Наиболее значительной работой Уайта стала опубликованная в 1949 г. книга «Социальная мысль в Америке. Бунт против формализма». В ней мы найдем не только историю идей (1880—1930) в Америке, но и обстоятельную критику формализма в области философии, экономики, социологии, права, историографии. В другом сочинении — «Кновому воссоединению в философии» (1956) — Уайт называет наиболее важными тенденциями нашего столетия аналитическую, эмпиристскую философию и прагматизм. Вера в существование незыблемой скалы в качестве гносеологического основания, пишет он в книге «Религия, политика и высшее образование» (1959), есть одна из самых больших химер западной мысли.
718
Нельзя не отметить вызвавшую немало споров книгу Уайта «Основы исторического познания» (1965). И позитивисты (Юм, Конт, Миллъ), и идеалисты (Дильтей, Кроче, Коллингвуд), по Уайту, преувеличивали аспект исторического поиска (мотивируя тем, что историк, регистрируя факты, попадает в зависимость от ценностных суждений). Несогласен Уайт и с точкой зрения, согласно которой модель исторического объяснения состоит из общих законов и начальных условий (у Гемпеля, например). Он защищает позицию так называемого «экзистенциального регуляризма»: исторические трактовки используют экспликативные обобщения, полученные индуктивным путем из некоторого набора случаев, ценность полученных обобщений зависит от определенного контекста, неуниверсального и прагматического по характеру.
3.2. Анализ и защита либеральной мысли прагматической ориентации
Уайт попытался выделить процесс формирования и развития основных понятий Ч. Бёрда, Дж. Дьюи, О. У. Холмса, Дж. Г. Робинсона, Т. Веблена и подвергнуть их критическому анализу. Обнаружив множество критической литературы, направленной против либеральной традиции (например, Р. Нибура и У. Липпмана), Уайт решил написать книгу в поддержку либерализма. Вместе с тем, полагал он, не следует идти по пути обскурантизма и консерватизма, всегда лишь компрометировавших светские формы либерализма в области философии, политики и этики. Я не сочувствую Нибуру, писал Уайт в книге «Бунт против формализма», и его использованию гегельянского метода объяснения противоречий, и мне жаль, что Липпман вновь говорит об антикварной теории сущностей и естественно-правовой доктрине вместо того, чтобы решать неотложные проблемы нашего времени.

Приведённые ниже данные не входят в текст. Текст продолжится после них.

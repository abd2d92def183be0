//! Errors raised while parsing shapes or allocating pixmaps.

use thiserror::Error;

/// Errors that can occur while parsing or rasterizing vector shapes.
#[derive(Error, Debug)]
pub enum RenderError {
    /// The SVG document could not be parsed.
    #[error("failed to parse SVG document: {0}")]
    SvgParse(#[from] resvg::usvg::Error),

    /// A pixmap was requested with a zero dimension.
    #[error("invalid surface dimensions: {width}x{height}")]
    InvalidDimensions { width: u32, height: u32 },
}

/// Shorthand used throughout this crate.
pub type RenderResult<T> = Result<T, RenderError>;
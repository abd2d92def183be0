//! Synthesized document cache.
//!
//! Documents are keyed by variant, lower-cased icon name and the full style
//! string. The domain is small and finite, so the cache never evicts.
//!
//! ```
//! use std::sync::Arc;
//! use glyphstack::{DocumentCache, IconKey, IconVariant};
//!
//! let cache = DocumentCache::new();
//! let key = IconKey::new(IconVariant::Solid, "House", "fill:#000000");
//! assert_eq!(key.name(), "house");
//!
//! cache.insert(key.clone(), Arc::from("<svg/>"));
//! assert_eq!(cache.get(&key).as_deref(), Some("<svg/>"));
//! ```

use std::collections::HashMap;
use std::sync::Arc;
use std::sync::atomic::{AtomicU64, Ordering};

use parking_lot::RwLock;

use crate::variant::IconVariant;

/// Cache key for synthesized documents.
#[derive(Debug, Clone, PartialEq, Eq, Hash)]
pub struct IconKey {
    variant: IconVariant,
    name: String,
    style: String,
}

impl IconKey {
    /// Create a key. The name is lower-cased.
    pub fn new(variant: IconVariant, name: &str, style: impl Into<String>) -> Self {
        Self {
            variant,
            name: name.to_lowercase(),
            style: style.into(),
        }
    }

    /// The icon variant.
    pub fn variant(&self) -> IconVariant {
        self.variant
    }

    /// The lower-cased icon name.
    pub fn name(&self) -> &str {
        &self.name
    }

    /// The inline style string.
    pub fn style(&self) -> &str {
        &self.style
    }
}

/// Process-lifetime store of synthesized documents.
///
/// Readers and writers may race on the same key. Every writer for a key
/// produces the same document, so a racing insert simply replaces the entry
/// under the write lock.
#[derive(Default)]
pub struct DocumentCache {
    entries: RwLock<HashMap<IconKey, Arc<str>>>,
    hits: AtomicU64,
    misses: AtomicU64,
}

impl DocumentCache {
    pub fn new() -> Self {
        Self::default()
    }

    /// Get a document, counting the hit or miss.
    pub fn get(&self, key: &IconKey) -> Option<Arc<str>> {
        let found = self.entries.read().get(key).cloned();
        let counter = if found.is_some() {
            &self.hits
        } else {
            &self.misses
        };
        counter.fetch_add(1, Ordering::Relaxed);
        found
    }

    /// Insert a document, overwriting any existing entry for the key.
    pub fn insert(&self, key: IconKey, document: Arc<str>) {
        self.entries.write().insert(key, document);
    }

    /// Membership test that leaves the counters alone.
    pub fn contains(&self, key: &IconKey) -> bool {
        self.entries.read().contains_key(key)
    }

    pub fn len(&self) -> usize {
        self.entries.read().len()
    }

    pub fn is_empty(&self) -> bool {
        self.entries.read().is_empty()
    }

    /// Lookups that found a document.
    pub fn hits(&self) -> u64 {
        self.hits.load(Ordering::Relaxed)
    }

    /// Lookups that found nothing.
    pub fn misses(&self) -> u64 {
        self.misses.load(Ordering::Relaxed)
    }

    /// Fraction of lookups that hit, or 0 before the first lookup.
    pub fn hit_rate(&self) -> f64 {
        let hits = self.hits();
        let total = hits + self.misses();
        if total == 0 {
            0.0
        } else {
            hits as f64 / total as f64
        }
    }

    /// Drop every document. Counters are kept.
    pub fn clear(&self) {
        self.entries.write().clear();
    }

    /// Zero the hit and miss counters.
    pub fn reset_stats(&self) {
        self.hits.store(0, Ordering::Relaxed);
        self.misses.store(0, Ordering::Relaxed);
    }

    /// Snapshot of the counters and stored volume.
    pub fn stats(&self) -> DocumentCacheStats {
        let entries = self.entries.read();
        DocumentCacheStats {
            entries: entries.len(),
            size_bytes: entries.values().map(|doc| doc.len()).sum(),
            hits: self.hits(),
            misses: self.misses(),
            hit_rate: self.hit_rate(),
        }
    }
}

impl std::fmt::Debug for DocumentCache {
    fn fmt(&self, f: &mut std::fmt::Formatter<'_>) -> std::fmt::Result {
        f.debug_struct("DocumentCache")
            .field("entries", &self.len())
            .field("hit_rate", &format!("{:.1}%", self.hit_rate() * 100.0))
            .finish()
    }
}

/// Point-in-time view of a [`DocumentCache`].
#[derive(Debug, Clone)]
pub struct DocumentCacheStats {
    pub entries: usize,
    /// Summed UTF-8 length of the stored documents.
    pub size_bytes: usize,
    pub hits: u64,
    pub misses: u64,
    pub hit_rate: f64,
}

#[cfg(test)]
mod tests {
    use super::*;

    #[test]
    fn test_key_equality() {
        let key1 = IconKey::new(IconVariant::Solid, "House", "s1");
        let key2 = IconKey::new(IconVariant::Solid, "house", "s1");
        let key3 = IconKey::new(IconVariant::Solid, "house", "s2");
        let key4 = IconKey::new(IconVariant::Regular, "house", "s1");

        assert_eq!(key1, key2);
        assert_ne!(key1, key3);
        assert_ne!(key1, key4);
    }

    #[test]
    fn test_insert_and_get_shares_document() {
        let cache = DocumentCache::new();
        let key = IconKey::new(IconVariant::Solid, "house", "s1");
        let doc: Arc<str> = Arc::from("<svg/>");

        cache.insert(key.clone(), doc.clone());

        let first = cache.get(&key).unwrap();
        let second = cache.get(&key).unwrap();
        assert!(Arc::ptr_eq(&first, &second));
        assert!(Arc::ptr_eq(&first, &doc));
    }

    #[test]
    fn test_hit_rate() {
        let cache = DocumentCache::new();
        let key = IconKey::new(IconVariant::Solid, "house", "s1");
        cache.insert(key.clone(), Arc::from("<svg/>"));

        let _ = cache.get(&key);
        let _ = cache.get(&IconKey::new(IconVariant::Solid, "other", "s1"));
        let _ = cache.get(&key);

        assert_eq!(cache.hits(), 2);
        assert_eq!(cache.misses(), 1);
        assert!((cache.hit_rate() - 0.666).abs() < 0.01);

        cache.reset_stats();
        assert_eq!(cache.hit_rate(), 0.0);
    }

    #[test]
    fn test_overwrite_keeps_single_entry() {
        let cache = DocumentCache::new();
        let key = IconKey::new(IconVariant::Duotone, "bell", "s1");
        cache.insert(key.clone(), Arc::from("<svg/>"));
        cache.insert(key.clone(), Arc::from("<svg/>"));
        assert_eq!(cache.len(), 1);

        let stats = cache.stats();
        assert_eq!(stats.entries, 1);
        assert_eq!(stats.size_bytes, 6);

        cache.clear();
        assert!(cache.is_empty());
    }
}
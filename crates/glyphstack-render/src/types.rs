//! Geometry and color primitives.

/// A point in 2D space.
#[derive(Debug, Clone, Copy, PartialEq, Default)]
pub struct Point {
    pub x: f32,
    pub y: f32,
}

impl Point {
    pub const ZERO: Self = Self::new(0.0, 0.0);

    #[inline]
    pub const fn new(x: f32, y: f32) -> Self {
        Self { x, y }
    }
}

/// A width and height.
#[derive(Debug, Clone, Copy, PartialEq, Default)]
pub struct Size {
    pub width: f32,
    pub height: f32,
}

impl Size {
    pub const ZERO: Self = Self::new(0.0, 0.0);

    #[inline]
    pub const fn new(width: f32, height: f32) -> Self {
        Self { width, height }
    }

    /// True when either dimension is zero or negative.
    #[inline]
    pub fn is_empty(&self) -> bool {
        self.width <= 0.0 || self.height <= 0.0
    }
}

/// An axis-aligned rectangle.
#[derive(Debug, Clone, Copy, PartialEq, Default)]
pub struct Rect {
    pub origin: Point,
    pub size: Size,
}

impl Rect {
    /// The empty rectangle at the origin.
    pub const ZERO: Self = Self::new(0.0, 0.0, 0.0, 0.0);

    #[inline]
    pub const fn new(x: f32, y: f32, width: f32, height: f32) -> Self {
        Self {
            origin: Point::new(x, y),
            size: Size::new(width, height),
        }
    }

    /// Rectangle spanning `min` to `max`.
    #[inline]
    pub fn from_corners(min: Point, max: Point) -> Self {
        Self::new(min.x, min.y, max.x - min.x, max.y - min.y)
    }

    #[inline]
    pub fn left(&self) -> f32 {
        self.origin.x
    }

    #[inline]
    pub fn top(&self) -> f32 {
        self.origin.y
    }

    #[inline]
    pub fn right(&self) -> f32 {
        self.origin.x + self.size.width
    }

    #[inline]
    pub fn bottom(&self) -> f32 {
        self.origin.y + self.size.height
    }

    #[inline]
    pub fn width(&self) -> f32 {
        self.size.width
    }

    #[inline]
    pub fn height(&self) -> f32 {
        self.size.height
    }

    #[inline]
    pub fn top_left(&self) -> Point {
        self.origin
    }

    #[inline]
    pub fn top_right(&self) -> Point {
        Point::new(self.right(), self.top())
    }

    #[inline]
    pub fn bottom_left(&self) -> Point {
        Point::new(self.left(), self.bottom())
    }

    #[inline]
    pub fn bottom_right(&self) -> Point {
        Point::new(self.right(), self.bottom())
    }

    /// True when the rectangle has no area.
    #[inline]
    pub fn is_empty(&self) -> bool {
        self.size.is_empty()
    }

    /// The overlapping area, or `None` if the rectangles do not overlap.
    pub fn intersect(&self, other: &Rect) -> Option<Rect> {
        let min = Point::new(self.left().max(other.left()), self.top().max(other.top()));
        let max = Point::new(
            self.right().min(other.right()),
            self.bottom().min(other.bottom()),
        );

        (min.x < max.x && min.y < max.y).then(|| Rect::from_corners(min, max))
    }

    /// Add `amount` to both width and height, keeping the origin fixed.
    ///
    /// The extra space lands entirely on the right and bottom edges.
    #[inline]
    pub fn grow(&self, amount: f32) -> Rect {
        Rect::new(
            self.left(),
            self.top(),
            self.width() + amount,
            self.height() + amount,
        )
    }

    /// Largest size with this rectangle's aspect ratio that fits in `target`.
    pub fn fit_into(&self, target: &Rect) -> Size {
        let ratio = (target.width() / self.width()).min(target.height() / self.height());
        Size::new(self.width() * ratio, self.height() * ratio)
    }
}

/// A non-premultiplied 8-bit RGBA color.
#[derive(Debug, Clone, Copy, PartialEq, Eq, Hash, Default)]
pub struct Color {
    pub r: u8,
    pub g: u8,
    pub b: u8,
    pub a: u8,
}

impl Color {
    pub const TRANSPARENT: Self = Self::from_rgba8(0, 0, 0, 0);
    pub const BLACK: Self = Self::from_rgb8(0, 0, 0);
    pub const WHITE: Self = Self::from_rgb8(255, 255, 255);
    pub const RED: Self = Self::from_rgb8(255, 0, 0);
    pub const GREEN: Self = Self::from_rgb8(0, 255, 0);
    pub const BLUE: Self = Self::from_rgb8(0, 0, 255);

    #[inline]
    pub const fn from_rgba8(r: u8, g: u8, b: u8, a: u8) -> Self {
        Self { r, g, b, a }
    }

    /// An opaque color.
    #[inline]
    pub const fn from_rgb8(r: u8, g: u8, b: u8) -> Self {
        Self::from_rgba8(r, g, b, 255)
    }

    /// Parse `RRGGBB` or `RRGGBBAA`, with an optional leading `#`.
    pub fn from_hex(hex: &str) -> Option<Self> {
        let digits = hex.strip_prefix('#').unwrap_or(hex);
        if !matches!(digits.len(), 6 | 8) || !digits.is_ascii() {
            return None;
        }

        let channel = |i: usize| u8::from_str_radix(&digits[i..i + 2], 16).ok();
        let a = if digits.len() == 8 { channel(6)? } else { 255 };
        Some(Self::from_rgba8(channel(0)?, channel(2)?, channel(4)?, a))
    }

    /// The RGB channels as six uppercase hex digits. Alpha is dropped.
    pub fn to_rgb_hex(self) -> String {
        format!("{:02X}{:02X}{:02X}", self.r, self.g, self.b)
    }
}

#[cfg(test)]
mod tests {
    use super::*;

    #[test]
    fn test_rect_edges() {
        let r = Rect::new(10.0, 20.0, 100.0, 50.0);
        assert_eq!((r.left(), r.top(), r.right(), r.bottom()), (10.0, 20.0, 110.0, 70.0));
        assert_eq!(r.bottom_right(), Point::new(110.0, 70.0));
        assert_eq!(Rect::from_corners(r.top_left(), r.bottom_right()), r);
    }

    #[test]
    fn test_rect_intersect() {
        let a = Rect::new(0.0, 0.0, 100.0, 100.0);
        assert_eq!(
            a.intersect(&Rect::new(50.0, 50.0, 100.0, 100.0)),
            Some(Rect::new(50.0, 50.0, 50.0, 50.0))
        );
        assert!(a.intersect(&Rect::new(100.0, 0.0, 10.0, 10.0)).is_none());
    }

    #[test]
    fn test_rect_grow_keeps_origin() {
        let r = Rect::new(5.0, 6.0, 10.0, 20.0).grow(4.0);
        assert_eq!(r, Rect::new(5.0, 6.0, 14.0, 24.0));
    }

    #[test]
    fn test_fit_into_preserves_aspect() {
        let target = Rect::new(0.0, 0.0, 50.0, 50.0);
        assert_eq!(Rect::new(0.0, 0.0, 200.0, 100.0).fit_into(&target), Size::new(50.0, 25.0));
        assert_eq!(Rect::new(0.0, 0.0, 10.0, 40.0).fit_into(&target), Size::new(12.5, 50.0));
    }

    #[test]
    fn test_empty_sizes() {
        assert!(Size::new(0.0, 10.0).is_empty());
        assert!(Size::new(10.0, -1.0).is_empty());
        assert!(!Size::new(1.0, 1.0).is_empty());
        assert!(Rect::ZERO.is_empty());
    }

    #[test]
    fn test_color_hex() {
        assert_eq!(Color::from_hex("#FF0000"), Some(Color::RED));
        assert_eq!(Color::from_hex("00ff0080"), Some(Color::from_rgba8(0, 255, 0, 128)));
        assert_eq!(Color::from_hex("#FFF"), None);
        assert_eq!(Color::from_hex("#GG0000"), None);

        assert_eq!(Color::from_rgb8(0x1a, 0x2b, 0x3c).to_rgb_hex(), "1A2B3C");
        assert_eq!(Color::from_rgba8(255, 255, 255, 0).to_rgb_hex(), "FFFFFF");
    }
}
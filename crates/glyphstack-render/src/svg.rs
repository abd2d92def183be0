//! Parsed SVG shapes.
//!
//! [`SvgShape`] is the drawable handle produced from a synthesized icon
//! document. Parsing happens once; the resulting tree is shared by reference
//! and can be drawn any number of times under different transforms.

use std::sync::Arc;

use resvg::usvg;

use crate::error::RenderResult;
use crate::types::{Rect, Size};

/// A parsed SVG document together with its measured content bounds.
///
/// Clones share one tree.
///
/// ```
/// use glyphstack_render::SvgShape;
///
/// let shape = SvgShape::from_str(
///     r#"<svg xmlns="http://www.w3.org/2000/svg" viewBox="0 0 24 24"><path d="M2 2H22V12H2Z"/></svg>"#,
/// ).unwrap();
///
/// assert_eq!(shape.natural_size().width, 24.0);
/// assert_eq!(shape.bounds().width(), 20.0);
/// ```
#[derive(Clone)]
pub struct SvgShape {
    tree: Arc<usvg::Tree>,
    /// Size declared by the document's viewBox or dimensions.
    natural_size: Size,
    /// Geometric bounds of the drawn content, in document units.
    bounds: Rect,
}

impl SvgShape {
    /// Parse an SVG document from a string.
    ///
    /// # Errors
    ///
    /// Returns an error if the SVG is invalid or malformed.
    #[allow(clippy::should_implement_trait)]
    pub fn from_str(document: &str) -> RenderResult<Self> {
        let options = usvg::Options::default();
        let tree = usvg::Tree::from_str(document, &options)?;
        Ok(Self::from_tree(tree))
    }

    /// Parse UTF-8 XML bytes.
    pub fn from_bytes(data: &[u8]) -> RenderResult<Self> {
        let options = usvg::Options::default();
        let tree = usvg::Tree::from_data(data, &options)?;
        Ok(Self::from_tree(tree))
    }

    fn from_tree(tree: usvg::Tree) -> Self {
        let size = tree.size();
        let natural_size = Size::new(size.width(), size.height());

        let root = tree.root();
        let bounds = if root.has_children() {
            let bbox = root.abs_bounding_box();
            Rect::new(bbox.x(), bbox.y(), bbox.width(), bbox.height())
        } else {
            Rect::ZERO
        };

        Self {
            tree: Arc::new(tree),
            natural_size,
            bounds,
        }
    }

    /// Get the natural size declared by the document.
    pub fn natural_size(&self) -> Size {
        self.natural_size
    }

    /// Get the bounds of the drawn content.
    ///
    /// An empty document reports [`Rect::ZERO`].
    pub fn bounds(&self) -> Rect {
        self.bounds
    }

    /// Get the parsed tree.
    pub fn tree(&self) -> &usvg::Tree {
        &self.tree
    }
}

impl std::fmt::Debug for SvgShape {
    fn fmt(&self, f: &mut std::fmt::Formatter<'_>) -> std::fmt::Result {
        f.debug_struct("SvgShape")
            .field("natural_size", &self.natural_size)
            .field("bounds", &self.bounds)
            .finish()
    }
}

#[cfg(test)]
mod tests {
    use super::*;

    const SQUARE_SVG: &str = r#"<svg xmlns="http://www.w3.org/2000/svg" viewBox="0 0 100 100"><path d="M10 20H60V90H10Z"/></svg>"#;

    #[test]
    fn test_parse_bounds() {
        let shape = SvgShape::from_str(SQUARE_SVG).expect("Should parse valid SVG");
        assert_eq!(shape.natural_size(), Size::new(100.0, 100.0));

        let bounds = shape.bounds();
        assert!((bounds.left() - 10.0).abs() < 0.01);
        assert!((bounds.top() - 20.0).abs() < 0.01);
        assert!((bounds.width() - 50.0).abs() < 0.01);
        assert!((bounds.height() - 70.0).abs() < 0.01);
    }

    #[test]
    fn test_empty_document_has_zero_bounds() {
        let shape = SvgShape::from_str(
            r#"<svg xmlns="http://www.w3.org/2000/svg" viewBox="0 0 10 10"></svg>"#,
        )
        .expect("Should parse empty SVG");
        assert!(shape.bounds().is_empty());
    }

    #[test]
    fn test_invalid_document() {
        assert!(SvgShape::from_str("<svg").is_err());
        assert!(SvgShape::from_bytes(b"not svg at all").is_err());
    }
}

3.3. Бегство от формализма и погружение в конкретную историю
Наиболее эффективные результаты, по мнению Уайта, были получены в рамках философской традиции, которую представляют Веблен, Бёрд, Холмс, Робинсон и Дьюи. Прагматизм, инструментализм, экономический детерминизм и юридический реализм объединяет неприятие крайностей формализма и постоянный контакт с реальностью, с тем, что живет и развивается.
719
Двадцатый век стал веком истории, эволюционистской биологии, психологии, экономики, юриспруденции и социологии. Неудивительно, что в век Гегеля, Конта, Дарвина, Спенсера, Маркса и Кроче американские интеллектуалы объединились против формализма. Абстрактной логике, математике, дедукции и механике недоступен стремительный ритм течения жизни. Философ Джон Дьюи (1859— 1952), юрист и судья Оливер Уэнделл Холмс (1841—1945), социолог Торнстейн Веблен (1857—1929), разделавшись с остатками логического формализма, заявили, что жизнь науки, экономики и права обязана своим рождением не логике, а опыту и социальной чувствительности.
Джеймс Гарвей Робинсон сфокусировал внимание на общенаучном характере исторического исследования в тех случаях, когда не стоит задача утешать или развлекать читателя. Истинная цель историографии состоит в том, чтобы освободиться от морализма и эстетизма Историю следует наконец понять как общий рассказ о судьбе самых разнообразных человеческих начинаний.